How to raise a bike insurance claim online?
You can raise a bike insurance claim online with the below-given steps:
Step 1: Raise a claim at your insurer’s website or mobile app
Step 2: You will get a claim registration number from your insurer.
Step 3: Insurer will send a surveyor to examine the damage extent.
Step 4: Take your damaged bike to a garage to get repaired of your choice.
Step 5: The claim will be settled by your insurer on the basis of the chosen garage.
Can we insure bikes after 15 years?
The insurance of old bikes after 15 years of their age is possible. They can be insured with the third-party bike insurance plan as it is a compulsory cover. However, when it comes to own-damage cover, it varies from insurer to insurer.
Why Is It Important To Renew Bike Insurance Policy?
As per the Indian Motor Tariff Act, a bike insurance plan is necessary for every bike owner in order to legally ride their vehicle on the Indian roads to avoid paying any penalty. Therefore, it is advised to buy and renew your two-wheeler insurance on time.
What is the right time To Renew Bike Insurance?
Keeping your best interest in mind, it is usually recommended to renew your bike insurance plan at least 45 days prior to the expiry of your two-wheeler insurance policy. You should not wait for your insurance plan to lapse. This is because in case your insurance plan lapses, then you might stand to lose all the accumulated insurance plan benefits so far.
What is a health insurance plan?
Health insurance policy is an agreement whereby an insurance company agrees to undertake a guarantee to compensate the insured for medical expenses in case of a medical emergency. A health insurance policy protects the insured for several surgical expenses, critical illnesses, and daycare expenses, for a policy term, for up to the sum insured limit.
Can I purchase more than 1 health insurance plan? How are the claims settled in this case?
Yes. You can be covered under more than one health insurance plan. In this case, the claims are settled as per the contribution clause, when the claim is higher than the sum insured for one health insurance policy.

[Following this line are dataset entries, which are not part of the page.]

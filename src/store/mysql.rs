use super::{AttendanceStore, StoreError};
use crate::model::attendance::AttendanceRecord;
use async_trait::async_trait;
use sqlx::MySqlPool;
use tracing::debug;

/// Escape character for LIKE patterns. Not a backslash, so the query reads the
/// same with or without `NO_BACKSLASH_ESCAPES` in sql_mode.
const LIKE_ESCAPE: char = '!';

pub struct MySqlAttendanceStore {
    pool: MySqlPool,
}

impl MySqlAttendanceStore {
    pub fn new(pool: MySqlPool) -> Self {
        Self { pool }
    }
}

#[async_trait]
impl AttendanceStore for MySqlAttendanceStore {
    async fn insert(&self, record: &AttendanceRecord) -> Result<(), StoreError> {
        sqlx::query(r#"INSERT INTO attendance (name, timestamp) VALUES (?, ?)"#)
            .bind(&record.name)
            .bind(&record.timestamp)
            .execute(&self.pool)
            .await?;
        Ok(())
    }

    async fn find_by_date_prefix(&self, prefix: &str) -> Result<Vec<AttendanceRecord>, StoreError> {
        let pattern = like_prefix_pattern(prefix);
        debug!(pattern = %pattern, "Fetching attendance by prefix");

        let records = sqlx::query_as::<_, AttendanceRecord>(
            r#"
            SELECT name, timestamp
            FROM attendance
            WHERE timestamp LIKE ? ESCAPE '!'
            ORDER BY id ASC
            "#,
        )
        .bind(pattern)
        .fetch_all(&self.pool)
        .await?;

        Ok(records)
    }
}

/// Builds a LIKE pattern matching values that start with `prefix` literally.
fn like_prefix_pattern(prefix: &str) -> String {
    let mut pattern = String::with_capacity(prefix.len() + 1);
    for c in prefix.chars() {
        if matches!(c, LIKE_ESCAPE | '%' | '_') {
            pattern.push(LIKE_ESCAPE);
        }
        pattern.push(c);
    }
    pattern.push('%');
    pattern
}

Why should I buy a health insurance plan?
A health insurance policy not only protects the insured financially for future, but also offers relief in the present. Lifestyle habits such as drinking, smoking, or sedentary lifestyle invite health issues, which can be minor or serious, may be expensive to treat. To stay financially protected in such times, you need a reliable health insurance plan that covers you at all times. Apart from this, buying a health insurance policy also reduces your overall tax liability by allowing you tax deductions on the premium paid, under Section 80D of the Income Tax Act, 1961.
How is health insurance premium determined?

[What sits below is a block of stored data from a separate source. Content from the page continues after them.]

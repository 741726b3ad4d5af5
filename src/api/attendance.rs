use crate::{
    error::AppError,
    model::attendance::{AttendanceEntry, AttendanceRecord},
    store::AttendanceStore,
    utils::time::now_ist_timestamp,
};
use actix_web::{HttpResponse, http::header::ContentType, web};
use serde::Deserialize;
use serde_json::Value;
use tracing::{error, info, warn};
use utoipa::{IntoParams, ToSchema};

pub const RECORDED_MESSAGE: &str = "Attendance recorded in IST.";

#[derive(Debug, Deserialize, ToSchema)]
pub struct RecordAttendance {
    #[schema(example = "Asha")]
    pub name: Option<String>,
}

#[derive(Debug, Deserialize, IntoParams)]
#[into_params(parameter_in = Query)]
pub struct DateQuery {
    /// Date prefix, normally `YYYY-MM-DD`
    #[param(example = "2025-04-16")]
    pub date: Option<String>,
}

/// Record attendance
#[utoipa::path(
    post,
    path = "/attendance",
    request_body = RecordAttendance,
    responses(
        (status = 201, description = "Attendance recorded", body = String, example = json!("Attendance recorded in IST.")),
        (status = 400, description = "Name missing", body = Object, example = json!({
            "error": "Name is required."
        })),
        (status = 500, description = "Internal server error", body = Object, example = json!({
            "error": "Internal server error."
        }))
    ),
    tag = "Attendance"
)]
pub async fn record_attendance(
    store: web::Data<dyn AttendanceStore>,
    payload: web::Json<Value>,
) -> Result<HttpResponse, AppError> {
    let name = parse_record_body(payload.into_inner())?;

    let record = AttendanceRecord::new(name, now_ist_timestamp());

    store.insert(&record).await.map_err(|e| {
        error!(error = %e, name = %record.name, "Error saving attendance");
        AppError::from(e)
    })?;

    info!(name = %record.name, timestamp = %record.timestamp, "Attendance recorded");

    Ok(HttpResponse::Created()
        .content_type(ContentType::plaintext())
        .body(RECORDED_MESSAGE))
}

/// Fetch attendance by date
#[utoipa::path(
    get,
    path = "/api/attendance",
    params(DateQuery),
    responses(
        (status = 200, description = "Records whose timestamp starts with `date`", body = Vec<AttendanceEntry>),
        (status = 400, description = "Date missing", body = Object, example = json!({
            "error": "Date query parameter is required."
        })),
        (status = 500, description = "Internal server error", body = Object, example = json!({
            "error": "Internal server error."
        }))
    ),
    tag = "Attendance"
)]
pub async fn list_attendance(
    store: web::Data<dyn AttendanceStore>,
    query: web::Query<DateQuery>,
) -> Result<HttpResponse, AppError> {
    let date = query
        .into_inner()
        .date
        .filter(|d| !d.is_empty())
        .ok_or_else(|| {
            warn!("Rejected attendance query without date");
            AppError::InvalidInput("Date query parameter is required.")
        })?;

    let records = store.find_by_date_prefix(&date).await.map_err(|e| {
        error!(error = %e, date = %date, "Error fetching attendance");
        AppError::from(e)
    })?;

    let entries: Vec<AttendanceEntry> = records.into_iter().map(AttendanceEntry::from).collect();

    Ok(HttpResponse::Ok().json(entries))
}

/// Pulls a non-empty `name` out of the request body. Only a JSON object can
/// carry one; serde would otherwise read a struct from a sequence like `["x"]`.
fn parse_record_body(body: Value) -> Result<String, AppError> {
    if !body.is_object() {
        warn!(body = %body, "Rejected attendance body that is not an object");
        return Err(AppError::InvalidInput("Name is required."));
    }

    let payload: RecordAttendance = serde_json::from_value(body).map_err(|e| {
        warn!(error = %e, "Rejected attendance body");
        AppError::InvalidInput("Invalid JSON body.")
    })?;

    payload.name.filter(|n| !n.is_empty()).ok_or_else(|| {
        warn!("Rejected attendance without name");
        AppError::InvalidInput("Name is required.")
    })
}
//! Record store seam. Handlers only see `dyn AttendanceStore`.

use crate::model::attendance::AttendanceRecord;
use async_trait::async_trait;
use derive_more::{Display, From};

#[cfg(test)]
pub mod memory;
pub mod mysql;

pub use mysql::MySqlAttendanceStore;

#[derive(Debug, Display, From)]
#[display(fmt = "store error: {}", _0)]
pub struct StoreError(sqlx::Error);

impl std::error::Error for StoreError {
    fn source(&self) -> Option<&(dyn std::error::Error + 'static)> {
        Some(&self.0)
    }
}

#[async_trait]
pub trait AttendanceStore: Send + Sync {
    /// Appends one record. No uniqueness is enforced.
    async fn insert(&self, record: &AttendanceRecord) -> Result<(), StoreError>;

    /// All records whose `timestamp` starts with `prefix`, oldest first.
    async fn find_by_date_prefix(&self, prefix: &str) -> Result<Vec<AttendanceRecord>, StoreError>;
}
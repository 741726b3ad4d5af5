use crate::api::attendance;
use actix_web::{HttpResponse, error::InternalError, web};
use serde_json::json;
use tracing::warn;

pub fn configure(cfg: &mut web::ServiceConfig) {
    cfg.app_data(json_config()).app_data(query_config());

    // POST /attendance
    cfg.service(
        web::resource("/attendance").route(web::post().to(attendance::record_attendance)),
    );

    // GET /api/attendance?date=YYYY-MM-DD
    cfg.service(
        web::scope("/api").service(
            web::resource("/attendance").route(web::get().to(attendance::list_attendance)),
        ),
    );
}

/// Body parse failures answer with the same JSON error shape as handlers.
fn json_config() -> web::JsonConfig {
    web::JsonConfig::default().error_handler(|err, _req| {
        warn!(error = %err, "Rejected request body");
        let resp = HttpResponse::BadRequest().json(json!({ "error": "Invalid JSON body." }));
        InternalError::from_response(err, resp).into()
    })
}

fn query_config() -> web::QueryConfig {
    web::QueryConfig::default().error_handler(|err, _req| {
        warn!(error = %err, "Rejected query string");
        let resp = HttpResponse::BadRequest().json(json!({ "error": "Invalid query string." }));
        InternalError::from_response(err, resp).into()
    })
}
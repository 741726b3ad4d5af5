use anyhow::{Context, Result};
use std::env;

const DEFAULT_PORT: u16 = 5050;

#[derive(Clone, Debug)]
pub struct Config {
    pub database_url: String,
    pub host: String,
    pub port: u16,
    pub log_dir: String,
}

impl Config {
    pub fn from_env() -> Result<Self> {
        Self::from_lookup(|key| env::var(key).ok())
    }

    fn from_lookup(lookup: impl Fn(&str) -> Option<String>) -> Result<Self> {
        let port = match lookup("PORT") {
            Some(p) => p
                .parse()
                .with_context(|| format!("PORT must be a valid port number, got {p:?}"))?,
            None => DEFAULT_PORT,
        };

        Ok(Self {
            database_url: lookup("DATABASE_URL").context("DATABASE_URL must be set")?,
            host: lookup("HOST").unwrap_or_else(|| "0.0.0.0".to_string()),
            port,
            log_dir: lookup("LOG_DIR").unwrap_or_else(|| "logs".to_string()),
        })
    }

    pub fn server_addr(&self) -> (String, u16) {
        (self.host.clone(), self.port)
    }
}
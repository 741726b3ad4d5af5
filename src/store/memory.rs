use super::{AttendanceStore, StoreError};
use crate::model::attendance::AttendanceRecord;
use async_trait::async_trait;
use std::sync::Mutex;
use std::sync::atomic::{AtomicUsize, Ordering};

/// Vec-backed store for handler tests. `failing()` turns every call into a
/// storage error.
#[derive(Default)]
pub struct MemoryAttendanceStore {
    records: Mutex<Vec<AttendanceRecord>>,
    reads: AtomicUsize,
    fail: bool,
}

impl MemoryAttendanceStore {
    pub fn new() -> Self {
        Self::default()
    }

    pub fn failing() -> Self {
        Self {
            fail: true,
            ..Self::default()
        }
    }

    pub fn with_records(records: Vec<AttendanceRecord>) -> Self {
        Self {
            records: Mutex::new(records),
            ..Self::default()
        }
    }

    pub fn records(&self) -> Vec<AttendanceRecord> {
        self.records.lock().unwrap().clone()
    }

    pub fn reads(&self) -> usize {
        self.reads.load(Ordering::SeqCst)
    }
}

#[async_trait]
impl AttendanceStore for MemoryAttendanceStore {
    async fn insert(&self, record: &AttendanceRecord) -> Result<(), StoreError> {
        if self.fail {
            return Err(sqlx::Error::PoolClosed.into());
        }
        self.records.lock().unwrap().push(record.clone());
        Ok(())
    }

    async fn find_by_date_prefix(&self, prefix: &str) -> Result<Vec<AttendanceRecord>, StoreError> {
        self.reads.fetch_add(1, Ordering::SeqCst);
        if self.fail {
            return Err(sqlx::Error::PoolClosed.into());
        }
        Ok(self
            .records
            .lock()
            .unwrap()
            .iter()
            .filter(|r| r.timestamp.starts_with(prefix))
            .cloned()
            .collect())
    }
}
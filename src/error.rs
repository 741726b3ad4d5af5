use crate::store::StoreError;
use actix_web::{HttpResponse, ResponseError, http::StatusCode};
use derive_more::Display;
use serde_json::json;

#[derive(Debug, Display)]
pub enum AppError {
    /// A required field or parameter was missing or empty.
    #[display(fmt = "{}", _0)]
    InvalidInput(&'static str),

    #[display(fmt = "Internal server error.")]
    Storage(StoreError),
}

impl std::error::Error for AppError {}

impl From<StoreError> for AppError {
    fn from(e: StoreError) -> Self {
        AppError::Storage(e)
    }
}

impl ResponseError for AppError {
    fn status_code(&self) -> StatusCode {
        match self {
            AppError::InvalidInput(_) => StatusCode::BAD_REQUEST,
            AppError::Storage(_) => StatusCode::INTERNAL_SERVER_ERROR,
        }
    }

    fn error_response(&self) -> HttpResponse {
        HttpResponse::build(self.status_code()).json(json!({ "error": self.to_string() }))
    }
}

Different health insurance plans have different premiums. The insurance companies determine premiums after considering various factors that are explained below:
1. Type of Insurance Plan: Your health insurance premium is based on the type of plan you choose. If you choose a critical illness insurance plan, then the premium will be high. If you choose an individual health insurance policy, then the premium will be different from that of a family floater plan. To know the difference in health insurance premiums, you can use InsuranceDekho’s health insurance premium calculator.
2. Age of the Insured: With age, you become more prone to health issues and are more likely to make health insurance claims. Therefore, you are required to pay higher premiums if you buy health insurance plans in later stages of life. This is why it is recommended to buy health insurance policy when young.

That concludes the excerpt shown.